Here's what to look out for in her Budget speech on February 1. 

Deficit 
After surging to 9.2% of GDP during the pandemic, the Centre has been steadily bringing down the fiscal deficit to keep debt under control. The 5.9% deficit target for the current fiscal year ending in March will likely be met, and lowered further to 5.3% in the next financial year, according to economists surveyed by Bloomberg.

Getting fiscally fit
A chunk of positive with respect to budget deficit this year came from soaring tax receipts. 
Income tax is 30% higher than collected last fiscal=, corporate tax is up 20% and GST is 10% higher, according to HSBC Holdings. 

The Centre aims to bring down budget deficit to 4.5% over time, but it’s also funneling more of its spending to items such as infrastructure and curbing subsidies, which bodes well for the economy’s growth outlook, HSBC wrote in a note. 

Borrowing
Borrowing will likely remain near a record of around $180.5 billion in the coming fiscal year. The bond market, however, is less worried since overseas demand is set to surge this year when India gets a place in global bond indexes. 

Infrastructure 
The government ramped up capital expenditure by almost a third annually in the past three years, prioritizing spending on roads, ports and power plants. That’s helped to underpin economic growth of more than 7%, making India the fastest-growing major economy. 

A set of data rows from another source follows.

// Copyright lowRISC contributors.
// Licensed under the Apache License, Version 2.0, see LICENSE for details.
// SPDX-License-Identifier: Apache-2.0

//! Byte orders, and the fixed-width values that can be read and written in
//! them.
//!
//! Reading a [`Primitive`] always proceeds the same way: pull exactly
//! `size_of::<P>()` bytes in stream order, interpret them as the native
//! in-memory representation of `P`, and then byte-swap the result if the
//! requested [`Endianness`] is not the native one. Writing is the exact
//! inverse.

use core::fmt;
use core::str::FromStr;

use crate::io;
use crate::io::Read;
use crate::io::Write;
use crate::swap::swap_if;
use crate::swap::ByteSwap;

#[cfg(feature = "arbitrary-derive")]
use libfuzzer_sys::arbitrary::{self, Arbitrary};
#[cfg(feature = "serde")]
use serde::{Deserialize, Serialize};

/// The order in which the bytes of a multi-byte value appear in a stream.
#[derive(Copy, Clone, Debug, PartialEq, Eq, Hash)]
#[cfg_attr(feature = "arbitrary-derive", derive(Arbitrary))]
#[cfg_attr(feature = "serde", derive(Serialize, Deserialize))]
pub enum Endianness {
    /// Most significant byte first.
    Big,
    /// Least significant byte first.
    Little,
}

impl Endianness {
    /// Returns the byte order of the target this code was compiled for.
    #[inline]
    pub const fn native() -> Self {
        if cfg!(target_endian = "big") {
            Self::Big
        } else {
            Self::Little
        }
    }

    /// Returns whether `self` is the target's byte order.
    #[inline]
    pub const fn is_native(self) -> bool {
        matches!(
            (self, Self::native()),
            (Self::Big, Self::Big) | (Self::Little, Self::Little)
        )
    }

    /// Returns whether values must be byte-swapped to convert between `self`
    /// and the native byte order.
    #[inline]
    pub const fn needs_swap(self) -> bool {
        !self.is_native()
    }
}

impl fmt::Display for Endianness {
    fn fmt(&self, f: &mut fmt::Formatter) -> fmt::Result {
        f.write_str(match self {
            Self::Big => "big",
            Self::Little => "little",
        })
    }
}

impl FromStr for Endianness {
    type Err = ParseError;

    fn from_str(s: &str) -> Result<Self, Self::Err> {
        match s {
            "big" | "be" | "Big" | "BE" => Ok(Self::Big),
            "little" | "le" | "Little" | "LE" => Ok(Self::Little),
            "native" => Ok(Self::native()),
            _ => Err(ParseError),
        }
    }
}

/// An error returned when parsing an [`Endianness`] or [`PrimitiveKind`] out
/// of a string fails.
#[derive(Copy, Clone, Debug, PartialEq, Eq)]
pub struct ParseError;

impl fmt::Display for ParseError {
    fn fmt(&self, f: &mut fmt::Formatter) -> fmt::Result {
        f.write_str("unrecognized name")
    }
}

/// Generates [`PrimitiveKind`], along with its name and size tables.
macro_rules! primitive_kinds {
    ($($(#[$meta:meta])* $variant:ident => $name:literal, $size:expr,)*) => {
        /// The closed set of fixed-width value types that [`EndianReader`]
        /// and [`EndianWriter`] know how to handle.
        ///
        /// Every [`Primitive`] maps to exactly one `PrimitiveKind`, which
        /// allows callers to ask "is this type supported?" without any kind
        /// of runtime type introspection.
        ///
        /// [`EndianReader`]: ../struct.EndianReader.html
        /// [`EndianWriter`]: ../struct.EndianWriter.html
        #[derive(Copy, Clone, Debug, PartialEq, Eq, Hash)]
        #[cfg_attr(feature = "arbitrary-derive", derive(Arbitrary))]
        #[cfg_attr(feature = "serde", derive(Serialize, Deserialize))]
        #[cfg_attr(feature = "serde", serde(rename_all = "lowercase"))]
        pub enum PrimitiveKind {
            $($(#[$meta])* $variant,)*
        }

        impl PrimitiveKind {
            /// Every supported kind, narrowest first.
            pub const ALL: &'static [Self] = &[$(Self::$variant,)*];

            /// Returns the Rust name of this kind's type, such as `"u16"`.
            pub const fn name(self) -> &'static str {
                match self {
                    $(Self::$variant => $name,)*
                }
            }

            /// Returns the number of bytes a value of this kind occupies in a
            /// stream.
            pub const fn size(self) -> usize {
                match self {
                    $(Self::$variant => $size,)*
                }
            }

            /// Looks up a kind by its Rust type name.
            pub fn from_name(name: &str) -> Option<Self> {
                match name {
                    $($name => Some(Self::$variant),)*
                    _ => None,
                }
            }
        }
    }
}

primitive_kinds! {
    /// `u8`.
    U8 => "u8", 1,
    /// `i8`.
    I8 => "i8", 1,
    /// `bool`, stored as a single byte.
    Bool => "bool", 1,
    /// `u16`.
    U16 => "u16", 2,
    /// `i16`.
    I16 => "i16", 2,
    /// `u32`.
    U32 => "u32", 4,
    /// `i32`.
    I32 => "i32", 4,
    /// `u64`.
    U64 => "u64", 8,
    /// `i64`.
    I64 => "i64", 8,
    /// `f32`, in IEEE 754 binary32 format.
    F32 => "f32", 4,
    /// `f64`, in IEEE 754 binary64 format.
    F64 => "f64", 8,
}

impl PrimitiveKind {
    /// Returns whether this kind is a signed integer.
    pub const fn is_signed(self) -> bool {
        matches!(self, Self::I8 | Self::I16 | Self::I32 | Self::I64)
    }

    /// Returns whether this kind is a floating-point number.
    pub const fn is_float(self) -> bool {
        matches!(self, Self::F32 | Self::F64)
    }

    /// Returns whether values of this kind are affected by byte order.
    pub const fn is_multibyte(self) -> bool {
        self.size() > 1
    }
}

impl fmt::Display for PrimitiveKind {
    fn fmt(&self, f: &mut fmt::Formatter) -> fmt::Result {
        f.write_str(self.name())
    }
}

impl FromStr for PrimitiveKind {
    type Err = ParseError;

    fn from_str(s: &str) -> Result<Self, Self::Err> {
        Self::from_name(s).ok_or(ParseError)
    }
}

/// The widest [`Primitive`], in bytes.
const MAX_SIZE: usize = 8;

/// A fixed-width value, which can be read and written in either byte order.
///
/// This trait can be used for operating generically over endian-aware I/O;
/// its implementations are exactly the types listed in [`PrimitiveKind`].
pub trait Primitive: ByteSwap {
    /// The kind tag for this type.
    const KIND: PrimitiveKind;

    /// Interprets `bytes` as the native in-memory representation of `Self`.
    ///
    /// `bytes.len()` must be exactly `Self::KIND.size()`.
    fn from_native_bytes(bytes: &[u8]) -> Self;

    /// Writes the native in-memory representation of `self` into `out`.
    ///
    /// `out.len()` must be exactly `Self::KIND.size()`.
    fn to_native_bytes(self, out: &mut [u8]);

    /// Reads a value of type `Self`, in the given byte order.
    #[inline]
    fn read_from<R: Read>(
        mut r: R,
        endianness: Endianness,
    ) -> Result<Self, io::Error> {
        let mut buf = [0; MAX_SIZE];
        let bytes = &mut buf[..Self::KIND.size()];
        r.read_bytes(bytes)?;
        Ok(swap_if(Self::from_native_bytes(bytes), endianness.needs_swap()))
    }

    /// Writes a value of type `Self`, in the given byte order.
    #[inline]
    fn write_to<W: Write>(
        self,
        mut w: W,
        endianness: Endianness,
    ) -> Result<(), io::Error> {
        let mut buf = [0; MAX_SIZE];
        let bytes = &mut buf[..Self::KIND.size()];
        swap_if(self, endianness.needs_swap()).to_native_bytes(bytes);
        w.write_bytes(bytes)
    }
}

impl Primitive for u8 {
    const KIND: PrimitiveKind = PrimitiveKind::U8;

    #[inline]
    fn from_native_bytes(bytes: &[u8]) -> Self {
        bytes[0]
    }

    #[inline]
    fn to_native_bytes(self, out: &mut [u8]) {
        out[0] = self;
    }
}

impl Primitive for i8 {
    const KIND: PrimitiveKind = PrimitiveKind::I8;

    #[inline]
    fn from_native_bytes(bytes: &[u8]) -> Self {
        bytes[0] as i8
    }

    #[inline]
    fn to_native_bytes(self, out: &mut [u8]) {
        out[0] = self as u8;
    }
}

/// Any non-zero byte reads as `true`; `true` is always written as `1`.
impl Primitive for bool {
    const KIND: PrimitiveKind = PrimitiveKind::Bool;

    #[inline]
    fn from_native_bytes(bytes: &[u8]) -> Self {
        bytes[0] != 0
    }

    #[inline]
    fn to_native_bytes(self, out: &mut [u8]) {
        out[0] = self as u8;
    }
}

macro_rules! multibyte_primitive {
    ($($ty:ident => $kind:ident,)*) => {$(
        impl Primitive for $ty {
            const KIND: PrimitiveKind = PrimitiveKind::$kind;

            #[inline]
            fn from_native_bytes(bytes: &[u8]) -> Self {
                use byteorder::ByteOrder as _;
                paste::paste! {
                    byteorder::NativeEndian::[<read_ $ty>](bytes)
                }
            }

            #[inline]
            fn to_native_bytes(self, out: &mut [u8]) {
                use byteorder::ByteOrder as _;
                paste::paste! {
                    byteorder::NativeEndian::[<write_ $ty>](out, self)
                }
            }
        }
    )*}
}

multibyte_primitive! {
    u16 => U16,
    i16 => I16,
    u32 => U32,
    i32 => I32,
    u64 => U64,
    i64 => I64,
    f32 => F32,
    f64 => F64,
}

#[cfg(test)]
mod test {
    use super::*;

    #[test]
    fn native() {
        #[cfg(target_endian = "little")]
        assert_eq!(Endianness::native(), Endianness::Little);
        #[cfg(target_endian = "big")]
        assert_eq!(Endianness::native(), Endianness::Big);

        assert!(Endianness::native().is_native());
        assert_ne!(Endianness::Big.needs_swap(), Endianness::Little.needs_swap());
    }

    #[test]
    fn kinds_match_types() {
        fn check<P: Primitive>() {
            assert_eq!(P::KIND.size(), core::mem::size_of::<P>());
            assert_eq!(PrimitiveKind::from_name(P::KIND.name()), Some(P::KIND));
        }
        check::<u8>();
        check::<i8>();
        check::<bool>();
        check::<u16>();
        check::<i16>();
        check::<u32>();
        check::<i32>();
        check::<u64>();
        check::<i64>();
        check::<f32>();
        check::<f64>();

        assert_eq!(PrimitiveKind::ALL.len(), 11);
        assert!(PrimitiveKind::ALL.iter().all(|k| k.size() <= MAX_SIZE));
    }

    #[test]
    fn kind_properties() {
        assert!(PrimitiveKind::I16.is_signed());
        assert!(!PrimitiveKind::U64.is_signed());
        assert!(!PrimitiveKind::F32.is_signed());
        assert!(PrimitiveKind::F64.is_float());
        assert!(!PrimitiveKind::Bool.is_multibyte());
        assert!(PrimitiveKind::U16.is_multibyte());
        assert_eq!("f32".parse(), Ok(PrimitiveKind::F32));
        assert_eq!("u128".parse::<PrimitiveKind>(), Err(ParseError));
    }

    #[test]
    fn parse_endianness() {
        assert_eq!("be".parse(), Ok(Endianness::Big));
        assert_eq!("little".parse(), Ok(Endianness::Little));
        assert_eq!("native".parse(), Ok(Endianness::native()));
        assert!("middle".parse::<Endianness>().is_err());
        assert_eq!(Endianness::Big.to_string(), "big");
    }

    #[test]
    fn stream_order() {
        let mut buf = [0u8; 4];
        0x0102_0304u32
            .write_to(&mut buf[..], Endianness::Big)
            .unwrap();
        assert_eq!(buf, [1, 2, 3, 4]);
        0x0102_0304u32
            .write_to(&mut buf[..], Endianness::Little)
            .unwrap();
        assert_eq!(buf, [4, 3, 2, 1]);

        assert_eq!(
            u32::read_from(&buf[..], Endianness::Little).unwrap(),
            0x0102_0304
        );
        assert_eq!(
            i32::read_from(&buf[..], Endianness::Big).unwrap(),
            0x0403_0201
        );
    }

    #[test]
    fn bool_bytes() {
        assert_eq!(bool::read_from(&[0x00u8][..], Endianness::Big), Ok(false));
        assert_eq!(bool::read_from(&[0x7fu8][..], Endianness::Big), Ok(true));
        let mut buf = [0xffu8];
        true.write_to(&mut buf[..], Endianness::Little).unwrap();
        assert_eq!(buf, [1]);
    }
}
// Copyright lowRISC contributors.
// Licensed under the Apache License, Version 2.0, see LICENSE for details.
// SPDX-License-Identifier: Apache-2.0

//! Hex-string fixtures.
//!
//! Fixtures are written as runs of hex digits, optionally broken up by
//! whitespace, so that they can be laid out to mirror the structure of the
//! bytes they describe:
//! ```
//! # use testutil::hex;
//! assert_eq!(hex::parse("4158 a6ff"), [0x41, 0x58, 0xa6, 0xff]);
//! ```

/// Parses a hex string into bytes, ignoring all whitespace.
///
/// # Panics
///
/// This function will panic on all errors, to help with testing: on any
/// character that is neither whitespace nor a hex digit, and on an odd number
/// of digits.
pub fn parse(hex: &str) -> Vec<u8> {
    let digits = hex
        .chars()
        .filter(|c| !c.is_whitespace())
        .map(|c| match c.to_digit(16) {
            Some(d) => d as u8,
            None => panic!("invalid hex digit {:?} in {:?}", c, hex),
        })
        .collect::<Vec<_>>();
    assert!(
        digits.len() % 2 == 0,
        "odd number of hex digits in {:?}",
        hex
    );

    digits.chunks(2).map(|pair| pair[0] << 4 | pair[1]).collect()
}

/// Formats bytes as a lowercase hex string, with no separators.
pub fn format(bytes: &[u8]) -> String {
    bytes.iter().map(|b| format!("{:02x}", b)).collect()
}

#[cfg(test)]
mod test {
    use super::*;

    #[test]
    fn parse_and_format() {
        assert_eq!(parse(""), Vec::<u8>::new());
        assert_eq!(parse("  00ff\n\tA5 "), [0x00, 0xff, 0xa5]);
        assert_eq!(format(&parse("de ad be ef")), "deadbeef");
    }

    #[test]
    #[should_panic]
    fn odd_digits() {
        parse("abc");
    }

    #[test]
    #[should_panic]
    fn bad_digit() {
        parse("zz");
    }
}
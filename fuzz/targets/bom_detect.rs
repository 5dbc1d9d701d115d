// Copyright lowRISC contributors.
// Licensed under the Apache License, Version 2.0, see LICENSE for details.
// SPDX-License-Identifier: Apache-2.0

#![no_main]

use libfuzzer_sys::fuzz_target;

use binio::bom::ByteOrderMark;

fuzz_target!(|data: &[u8]| {
    let (bom, rest) = ByteOrderMark::strip(data);
    match bom {
        Some(bom) => {
            assert!(data.starts_with(bom.bytes()));
            assert_eq!(rest.len() + bom.len(), data.len());
        }
        None => assert_eq!(rest, data),
    }
});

Radhika Rao, economist at DBS Group Holdings Ltd., expects the pace of infrastructure spending to ease, though still remain fairly elevated at 9-10%.  

Farmers
Economists expect the government to give farmers more financial support after a number of aggressive steps it took last year to curb soaring food prices — like banning exports of rice, wheat and sugar — reduced farmers’ incomes. Poor rainfall also affected crops, hurting prospects in rural areas, where about 65% of India’s 1.4 billion people live. 

Subsidies
Modi government has already increased subsidies on cooking gas and fertilizers, and extended a free food program for 800 million people for five years, at a cost of $142 billion.

Jefferies India Ltd. analysts expect welfare spending to pick up, with some popular schemes such as farmer income transfer, housing for all and health insurance being expanded. Social spending excluding subsidies may increase by as much as 8% in the coming fiscal year that begins in April, compared with a 4% increase this year, the analysts wrote in a note.

Women
Media reports also suggest a social security fund for workers in the informal sector, including gig jobs in the February 1 Budgets. Cooking gas subsidies and cheaper loans may also be added to the list to woo women. Sitharaman may also look to double the annual payout to female farmers who own land to Rs 12,000, claim some reports. 

Free gas cylinders to women “could see a higher outlay amid the government’s vision to extend the program to 7.5 million new beneficiaries over the next three years,” QuantEco Research economists led by Shubhada Rao wrote in a note.